I restart with -i from scratch every time. I'm using a 2nd set of db's for
this run. The original set is preserved and I can use htsearch as I am
working (infrequently).

I have unceremoniously killed htdig once before, then ran htmerge on the
result with no problems, and htsearch worked. It seems to be robust enough
imho ;-). At least for offline machines.

>> Is there a way to do the initial dig using a list of URLs ? I am tempted
>>to make a giant URL list page using the URL list produced by htdig, after
>>running it through uniq, and then let htdig index that, with a depth of 1.
>
>Yes, you can include a file into any attribute easily, e.g.:
>start_url: `/path/to/file`
>
>A few notes:
>1) You'll want a hopcount of 0. If you index to a depth of 1, this
>will include all links from these pages.

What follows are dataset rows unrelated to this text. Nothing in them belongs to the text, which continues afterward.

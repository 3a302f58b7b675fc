use crate::error::Result;
use crate::hardware::{Actuator, DistanceReading, Host, RangeSensor};
use crate::power::PowerClamp;
use crate::units::{MOTOR_INSET, ROBOT_HEIGHT, ROBOT_WIDTH};
use glam::Vec2;
use serde::{Deserialize, Serialize};
use std::fmt;
use tracing::{info, warn};

/// Index of the distance sensor every script reads.
pub const DISTANCE_SENSOR_INDEX: usize = 0;

/// Which side of the chassis a motor sits on.
#[derive(Clone, Copy, Debug, PartialEq, Eq, Serialize, Deserialize)]
pub enum Side {
    Left,
    Right,
}

/// The four drive motor positions.
#[derive(Clone, Copy, Debug, PartialEq, Eq, Hash, Serialize, Deserialize)]
pub enum MotorLabel {
    FrontLeft,
    FrontRight,
    BackLeft,
    BackRight,
}

impl MotorLabel {
    /// Order in which the motors are attached to the host.
    pub const ATTACH_ORDER: [Self; 4] = [
        Self::FrontRight,
        Self::BackRight,
        Self::FrontLeft,
        Self::BackLeft,
    ];

    #[must_use]
    pub const fn side(self) -> Side {
        match self {
            Self::FrontLeft | Self::BackLeft => Side::Left,
            Self::FrontRight | Self::BackRight => Side::Right,
        }
    }

    /// Unit direction of this corner from the robot center (`+y` is front).
    #[must_use]
    pub const fn corner(self) -> Vec2 {
        match self {
            Self::FrontRight => Vec2::new(1.0, 1.0),
            Self::BackRight => Vec2::new(1.0, -1.0),
            Self::FrontLeft => Vec2::new(-1.0, 1.0),
            Self::BackLeft => Vec2::new(-1.0, -1.0),
        }
    }
}

impl fmt::Display for MotorLabel {
    fn fmt(&self, f: &mut fmt::Formatter<'_>) -> fmt::Result {
        let name = match self {
            Self::FrontLeft => "front-left",
            Self::FrontRight => "front-right",
            Self::BackLeft => "back-left",
            Self::BackRight => "back-right",
        };
        f.write_str(name)
    }
}

/// Where a motor is attached on the chassis.
#[derive(Clone, Copy, Debug, PartialEq, Serialize, Deserialize)]
pub struct MotorMount {
    pub label: MotorLabel,

    /// Offset from the robot center [px].
    pub offset: Vec2,
}

impl MotorMount {
    /// Standard mount for `label`: 40% of the half-width and half-height out
    /// from center, toward that corner.
    #[must_use]
    pub fn standard(label: MotorLabel) -> Self {
        let diff = Vec2::new(ROBOT_WIDTH, ROBOT_HEIGHT) * MOTOR_INSET;
        Self {
            label,
            offset: label.corner() * diff,
        }
    }
}

/// A single per-tick drive decision.
#[derive(Clone, Copy, Debug, PartialEq, Serialize, Deserialize)]
pub enum DriveCommand {
    /// Same power on all four motors.
    Translate(f32),
    /// `+power` on the right side, `-power` on the left.
    Rotate(f32),
}

impl DriveCommand {
    /// Power commanded to the motor at `label`, after clamping.
    #[must_use]
    pub fn power_for(self, label: MotorLabel, clamp: &PowerClamp) -> f32 {
        match self {
            Self::Translate(power) => clamp.apply(power),
            Self::Rotate(power) => {
                let power = clamp.apply(power);
                match label.side() {
                    Side::Right => power,
                    Side::Left => -power,
                }
            }
        }
    }
}

/// The motors and sensor a script drives, bound once from the host.
#[derive(Debug)]
pub struct RobotBinding<M, S> {
    pub front_left: M,
    pub front_right: M,
    pub back_left: M,
    pub back_right: M,

    /// The forward-facing distance sensor.
    pub distance: S,

    /// Shaping applied to every power before it reaches a motor.
    pub clamp: PowerClamp,
}

impl<M: Actuator, S: RangeSensor> RobotBinding<M, S> {
    /// Attaches the four drive motors and fetches the distance sensor.
    ///
    /// Any failure here is fatal for the run; nothing is retried.
    pub fn bind<H>(host: &mut H) -> Result<Self>
    where
        H: Host<Motor = M, Sensor = S>,
    {
        let front_right = host.add_motor(MotorMount::standard(MotorLabel::FrontRight))?;
        let back_right = host.add_motor(MotorMount::standard(MotorLabel::BackRight))?;
        let front_left = host.add_motor(MotorMount::standard(MotorLabel::FrontLeft))?;
        let back_left = host.add_motor(MotorMount::standard(MotorLabel::BackLeft))?;
        let distance = host.sensor(DISTANCE_SENSOR_INDEX)?;

        info!("robot bound: 4 drive motors, distance sensor {DISTANCE_SENSOR_INDEX}");

        Ok(Self {
            front_left,
            front_right,
            back_left,
            back_right,
            distance,
            clamp: PowerClamp::default(),
        })
    }

    /// Replaces the power shaping (builder pattern).
    #[must_use]
    pub fn with_clamp(mut self, clamp: PowerClamp) -> Self {
        self.clamp = clamp;
        self
    }

    pub fn motor_mut(&mut self, label: MotorLabel) -> &mut M {
        match label {
            MotorLabel::FrontLeft => &mut self.front_left,
            MotorLabel::FrontRight => &mut self.front_right,
            MotorLabel::BackLeft => &mut self.back_left,
            MotorLabel::BackRight => &mut self.back_right,
        }
    }

    pub fn read_distance(&mut self) -> Result<DistanceReading> {
        self.distance.reading()
    }

    /// Drives all four motors with the same clamped power.
    pub fn drive(&mut self, power: f32) -> Result<()> {
        self.apply(DriveCommand::Translate(power))
    }

    /// Spins in place: right side forward, left side backward for positive power.
    pub fn rotate(&mut self, power: f32) -> Result<()> {
        self.apply(DriveCommand::Rotate(power))
    }

    /// Writes `command` to every motor.
    ///
    /// A failing motor does not stop the others from being written; the
    /// first failure is returned once all four have been tried.
    pub fn apply(&mut self, command: DriveCommand) -> Result<()> {
        let clamp = self.clamp;
        let mut first_err = None;
        for label in [
            MotorLabel::FrontLeft,
            MotorLabel::FrontRight,
            MotorLabel::BackLeft,
            MotorLabel::BackRight,
        ] {
            let power = command.power_for(label, &clamp);
            if let Err(err) = self.motor_mut(label).set_power(power) {
                warn!(motor = %label, error = %err, "motor write failed");
                first_err.get_or_insert(err);
            }
        }
        first_err.map_or(Ok(()), Err)
    }
}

I am talking about many links that are actually directories (with text and
source code and such), that are not indexed in any particular way. Will
htdig cope with that kind of information ?

>2) The indexer keeps a very good list of URLs--it will never reindex
>a page with the same URL. (Note the last part of that--you might have
>"the same page" with different URLs.)

Not likely, as I have set the respective equivalent names in the config
file.

>3) If you index this way, you will use a more memory since it will
>have to assemble the URL list at once. Normally, it can add a few
>links at a time to the list, so it has less overhead.

I suspect that the list will be mostly swapped out (I hope they don't mmap
the file ?!) during the run, however large the file might be. That would
cause 2 file swaps per document read (worst case: 1 page out, 1 page in)
imho. Not something to worry about imho.

>>> Have I grossly exceeded htdig's limits ? ;-)
>
>Hardly. Many people regularly index many times that.

Ok, are there some run time figures for this ?

thanks a lot,

        Peter

PS: I might have missed a few mails from the list due to the spam filter.
If there was any mail on this $SUBJ between my (plp) and your (Geoff H.)'s
emails, then please say so. From now on, list messages make it.

------------------------------------
To unsubscribe from the htdig mailing list, send a message to
htdig-unsubscribe@htdig.org
You will receive a message to confirm this.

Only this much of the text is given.